§ WHAT THE EXERCISE ASKS
Nothing but the lines from the one containing "pub fn observation()" through the end of the entries below should be set down, each exactly as written.

[Stored data]
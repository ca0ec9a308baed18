use octofhir_fhirschema_defaults::*;
use serde_json::{Value, json};

pub const LOINC: &str = "http://loinc.org";
pub const UCUM: &str = "http://unitsofmeasure.org";
pub const CATEGORY_SYSTEM: &str = "http://terminology.hl7.org/CodeSystem/observation-category";
pub const VITAL_SIGNS_URL: &str = "http://hl7.org/fhir/StructureDefinition/vitalsigns";
pub const BLOOD_PRESSURE_URL: &str = "http://hl7.org/fhir/StructureDefinition/bp";

#[allow(dead_code)]
pub fn coding(system: &str, code: &str) -> Value {
    json!({"coding": [{"system": system, "code": code}]})
}

#[allow(dead_code)]
pub fn category(code: &str) -> Value {
    coding(CATEGORY_SYSTEM, code)
}

#[allow(dead_code)]
pub fn category_slicing() -> SlicingRules {
    SlicingRules::new()
        .with_discriminator(Discriminator::new(DiscriminatorType::Value, "coding.code"))
        .with_slice(
            SliceDefinition::new("VSCat")
                .with_cardinality(1, Some(1))
                .with_type(ElementType::new("CodeableConcept"))
                .with_pattern(TaggedValue::new("CodeableConcept", category("vital-signs"))),
        )
}

/// Observation profile requiring a vital-signs category and fixing the
/// Quantity system.
#[allow(dead_code)]
pub fn vital_signs_schema() -> TypeSchema {
    TypeSchema::new("Observation")
        .with_url(VITAL_SIGNS_URL)
        .with_name("observation-vitalsigns")
        .with_element(
            "status",
            ElementSpec::new("code")
                .with_cardinality(1, Some(1))
                .with_fixed(TaggedValue::new("code", json!("final"))),
        )
        .with_element(
            "category",
            ElementSpec::new("CodeableConcept")
                .array()
                .with_slicing(category_slicing()),
        )
        .with_element(
            "value[x]",
            ElementSpec::new("Quantity")
                .with_type(ElementType::new("CodeableConcept"))
                .with_type(ElementType::new("string")),
        )
        .with_element(
            "value[x].system",
            ElementSpec::new("uri").with_fixed(TaggedValue::new("uri", json!(UCUM))),
        )
}

/// Observation whose vital-signs category slice fixes only `coding.code`,
/// leaving `coding` to the CodeableConcept base type.
#[allow(dead_code)]
pub fn category_code_schema() -> TypeSchema {
    let slicing = SlicingRules::new()
        .with_discriminator(Discriminator::new(DiscriminatorType::Value, "coding.code"))
        .with_slice(
            SliceDefinition::new("vital-signs")
                .with_cardinality(1, None)
                .with_element(
                    "coding.code",
                    ElementSpec::new("code")
                        .with_fixed(TaggedValue::new("code", json!("vital-signs"))),
                ),
        );

    TypeSchema::new("Observation").with_element(
        "category",
        ElementSpec::new("CodeableConcept")
            .array()
            .with_cardinality(0, None)
            .with_slicing(slicing),
    )
}

/// CodeableConcept with a required `coding` slice and no discriminators.
#[allow(dead_code)]
pub fn undiscriminated_coding_schema() -> TypeSchema {
    let slicing = SlicingRules::new().with_slice(
        SliceDefinition::new("default")
            .with_cardinality(1, None)
            .with_pattern(TaggedValue::new("Coding", json!({"system": "http://x"}))),
    );

    TypeSchema::new("CodeableConcept").with_element(
        "coding",
        ElementSpec::new("Coding").array().with_slicing(slicing),
    )
}

fn component_slice(name: &str, code: &str) -> SliceDefinition {
    SliceDefinition::new(name)
        .with_cardinality(1, Some(1))
        .with_type(ElementType::new("BackboneElement"))
        .with_element(
            "code",
            ElementSpec::new("CodeableConcept")
                .with_cardinality(1, Some(1))
                .with_pattern(TaggedValue::new("CodeableConcept", coding(LOINC, code))),
        )
        .with_element(
            "value[x]",
            ElementSpec::new("Quantity").with_cardinality(1, Some(1)),
        )
        .with_element(
            "value[x].system",
            ElementSpec::new("uri").with_fixed(TaggedValue::new("uri", json!(UCUM))),
        )
        .with_element(
            "value[x].code",
            ElementSpec::new("code").with_fixed(TaggedValue::new("code", json!("mm[Hg]"))),
        )
}

/// Blood pressure panel: a panel code plus required systolic and diastolic
/// components.
#[allow(dead_code)]
pub fn blood_pressure_schema() -> TypeSchema {
    let slicing = SlicingRules::new()
        .with_discriminator(Discriminator::new(DiscriminatorType::Pattern, "code"))
        .with_slice(component_slice("SystolicBP", "8480-6"))
        .with_slice(component_slice("DiastolicBP", "8462-4"));

    TypeSchema::new("Observation")
        .with_url(BLOOD_PRESSURE_URL)
        .with_name("observation-bp")
        .with_element(
            "code",
            ElementSpec::new("CodeableConcept")
                .with_cardinality(1, Some(1))
                .with_pattern(TaggedValue::new("CodeableConcept", coding(LOINC, "85354-9"))),
        )
        .with_element(
            "component",
            ElementSpec::new("BackboneElement")
                .array()
                .with_cardinality(2, None)
                .with_slicing(slicing),
        )
}

#[allow(dead_code)]
pub fn observation() -> Value {
    json!({"resourceType": "Observation"})
}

§ WRITTEN SOLUTION
pub fn observation() -> Value {
    json!({"resourceType": "Observation"})
}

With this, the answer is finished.